In contrast, process costing is used by
businesses that manufacture large quantities of identical units.
Production is carried out through a series of steps or processes,
and costs are accumulated for each process.
Examples of the types of companies that use process costing are for example,
soft drink manufacturers like Coca-Cola,
whose processes may include mixing, bottling and packaging,
or car manufacturers whose processes may include assembling and painting.
Both accounting systems have in common,
that they are usually set up out of four steps.
In the first step, all production costs are accumulated.
That means that all incurred costs are collected and documented.
In the second step, they are easily plausible,
costs are assigned to costs objects.
For example, the unit of a product.
As you remember from Module 2,
this will be easy for all the so-called direct costs.
However, it's more difficult for the indirect costs like manufacturing overheads.
For these indirect costs,
we have to find ways how to allocate the costs of cost objects.
This is done in the third step,
the allocation of overheads.
Finally, you have to do some adjustments.
This is because you will allocate the indirect cost before they actually incur.

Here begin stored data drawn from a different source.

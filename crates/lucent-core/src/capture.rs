//! Region capture.
//!
//! Produces a padded snapshot of whatever lies behind a glass element. The
//! element itself and every visible node stacked above it (up to three
//! ancestor levels) are hidden for the duration of the snapshot and then
//! restored, on every exit path.

use crate::scene::{NodeId, SceneError, SceneHost, SceneNode};
use image::RgbaImage;
use kurbo::Rect;
use thiserror::Error;

/// Padding added on all four sides of the capture rectangle, in canvas
/// pixels. Stripped again before write-back.
pub const OFFSET: f64 = 20.0;

/// Number of ancestor levels searched for occluders (target, parent,
/// grandparent).
const OCCLUDER_LEVELS: usize = 3;

/// Capture errors.
#[derive(Debug, Error)]
pub enum CaptureError {
    #[error("Capture target not found: {0}")]
    TargetMissing(NodeId),
    #[error("Region rasterization failed: {0}")]
    Rasterize(#[source] SceneError),
}

/// Result type for capture operations.
pub type CaptureResult<T> = Result<T, CaptureError>;

/// A node hidden for the capture and the opacity it had before.
#[derive(Debug, Clone, Copy, PartialEq)]
pub struct Suppressed {
    pub node: NodeId,
    pub original_opacity: f64,
}

/// A snapshot of the area behind a glass element.
#[derive(Debug, Clone)]
pub struct CapturedRegion {
    pub bitmap: RgbaImage,
    /// Rasterized rectangle in canvas coordinates, padding included.
    pub rect: Rect,
    /// Nodes hidden while rasterizing, in suppression order.
    pub suppressed: Vec<Suppressed>,
}

/// Expand a bounding box by [`OFFSET`] on every side.
pub fn capture_rect(bounds: Rect) -> Rect {
    bounds.inflate(OFFSET, OFFSET)
}

fn overlaps(a: Rect, b: Rect) -> bool {
    a.x0 < b.x1 && a.x1 > b.x0 && a.y0 < b.y1 && a.y1 > b.y0
}

/// Find the visible nodes stacked above `target` that overlap `bounds`.
///
/// Walks the target's siblings, its parent's siblings and its
/// grandparent's siblings. Only siblings with a higher stacking index than
/// the node on the path to the target count. Candidates without a valid
/// transform are skipped.
pub fn find_occluders<H: SceneHost + ?Sized>(host: &H, target: &SceneNode, bounds: Rect) -> Vec<NodeId> {
    let mut occluders = Vec::new();
    let mut level = target.clone();

    for _ in 0..OCCLUDER_LEVELS {
        let Some(parent) = level.parent.and_then(|p| host.node(p)) else {
            break;
        };
        let Some(index) = parent.children.iter().position(|&c| c == level.id) else {
            log::warn!("Node {} missing from its parent's children", level.id);
            break;
        };

        for &sibling_id in &parent.children[index + 1..] {
            let Some(sibling) = host.node(sibling_id) else {
                continue;
            };
            if !sibling.visible {
                continue;
            }
            match sibling.absolute_bounds() {
                Some(sibling_bounds) if overlaps(sibling_bounds, bounds) => occluders.push(sibling_id),
                Some(_) => {}
                None => log::warn!("Skipping occluder candidate {} without a valid transform", sibling_id),
            }
        }

        level = parent;
    }

    occluders
}

/// Records hidden nodes and restores each of them exactly once.
///
/// Restoration happens in [`SuppressionGuard::restore`], or on drop if the
/// guard is abandoned.
pub struct SuppressionGuard<'a, H: SceneHost + ?Sized> {
    host: &'a H,
    entries: Vec<Suppressed>,
    restored: bool,
}

impl<'a, H: SceneHost + ?Sized> SuppressionGuard<'a, H> {
    pub fn new(host: &'a H) -> Self {
        Self {
            host,
            entries: Vec::new(),
            restored: false,
        }
    }

    /// Hide a node, remembering its opacity. A node that cannot be hidden
    /// is logged and not recorded.
    pub fn suppress(&mut self, node: NodeId, original_opacity: f64) {
        if self.entries.iter().any(|e| e.node == node) {
            return;
        }
        match self.host.set_opacity(node, 0.0) {
            Ok(()) => self.entries.push(Suppressed { node, original_opacity }),
            Err(e) => log::warn!("Could not hide {} for capture: {}", node, e),
        }
    }

    pub fn entries(&self) -> &[Suppressed] {
        &self.entries
    }

    /// Restore every recorded node and return the records.
    pub fn restore(mut self) -> Vec<Suppressed> {
        self.restore_all();
        std::mem::take(&mut self.entries)
    }

    fn restore_all(&mut self) {
        if self.restored {
            return;
        }
        self.restored = true;
        for entry in self.entries.iter().rev() {
            if let Err(e) = self.host.set_opacity(entry.node, entry.original_opacity) {
                log::error!("Failed to restore opacity of {}: {}", entry.node, e);
            }
        }
    }
}

impl<H: SceneHost + ?Sized> Drop for SuppressionGuard<'_, H> {
    fn drop(&mut self) {
        self.restore_all();
    }
}

/// Captures the background of glass elements from a host.
pub struct RegionCapture<'a, H: SceneHost + ?Sized> {
    host: &'a H,
}

impl<'a, H: SceneHost + ?Sized> RegionCapture<'a, H> {
    pub fn new(host: &'a H) -> Self {
        Self { host }
    }

    /// Snapshot the padded area behind `target` with the target and its
    /// occluders hidden.
    ///
    /// If the target has no usable absolute transform, its local position
    /// is used and no occluders are hidden.
    pub async fn capture(&self, target: NodeId) -> CaptureResult<CapturedRegion> {
        let node = self.host.node(target).ok_or(CaptureError::TargetMissing(target))?;

        let (rect, occluders) = match node.absolute_bounds() {
            Some(bounds) => (capture_rect(bounds), find_occluders(self.host, &node, bounds)),
            None => {
                log::warn!(
                    "Node {} has no valid absolute transform, capturing from local position without occlusion handling",
                    target
                );
                (capture_rect(node.local_bounds()), Vec::new())
            }
        };
        log::debug!("Capturing {:?} for {} with {} occluders", rect, target, occluders.len());

        let mut guard = SuppressionGuard::new(self.host);
        guard.suppress(target, node.opacity);
        for id in occluders {
            if let Some(occluder) = self.host.node(id) {
                guard.suppress(id, occluder.opacity);
            }
        }

        let result = self.host.rasterize(rect).await;
        let suppressed = guard.restore();
        let bitmap = result.map_err(CaptureError::Rasterize)?;

        Ok(CapturedRegion {
            bitmap,
            rect,
            suppressed,
        })
    }
}
//! Sync coordinator.
//!
//! Consumes host notifications from a channel, keeps the tracked glass
//! element in sync with the geometry it observes, and drives render cycles
//! (singly or as an interruptible batch). Everything runs on one logical
//! thread; the only state shared with [`SyncHandle`]s is a set of flags.

use crate::config::{AppConfig, RecapturePolicy};
use crate::pipeline::{CycleResult, RenderCycle, RenderedGlass};
use crate::protocol::{encode_data_url, ImageCaptured, Inbound, Outbound};
use crate::writeback::WriteBack;
use futures::channel::mpsc::{self, UnboundedReceiver, UnboundedSender};
use futures::StreamExt;
use image::RgbaImage;
use kurbo::Rect;
use lucent_core::{
    classify, BoxFuture, EffectParameters, GeometrySnapshot, NodeId, ParameterSummary, SceneHost, SceneNode,
    SceneResult, ShapeSummary, SyncState, Viewport,
};
use lucent_render::{CompositorError, OpticalCompositor};
use std::collections::{HashSet, VecDeque};
use std::sync::atomic::{AtomicBool, AtomicUsize, Ordering};
use std::sync::Arc;
use std::time::Duration;

#[derive(Debug, Default)]
struct Flags {
    interrupt: AtomicBool,
    batch_running: AtomicBool,
    /// Depth of open write windows. Non-zero only while the coordinator is
    /// synchronously mutating the document.
    writing: AtomicUsize,
}

impl Flags {
    fn is_writing(&self) -> bool {
        self.writing.load(Ordering::SeqCst) > 0
    }
}

/// Sending side of a coordinator, handed to host callbacks.
#[derive(Debug, Clone)]
pub struct SyncHandle {
    sender: UnboundedSender<Inbound>,
    flags: Arc<Flags>,
}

You do this based on a so-called predetermined overhead rate.
In the end, we may have allocated
too much or too less overhead costs to the cost objects.
Then we have to adjust this,
the fourth step of the cost accounting system.
Here, in Module 4,
we now concentrate how this costing process
exactly looks like in a job order costing system.
In Module 5, you'll then look at process costing
and the different approach that process costing takes.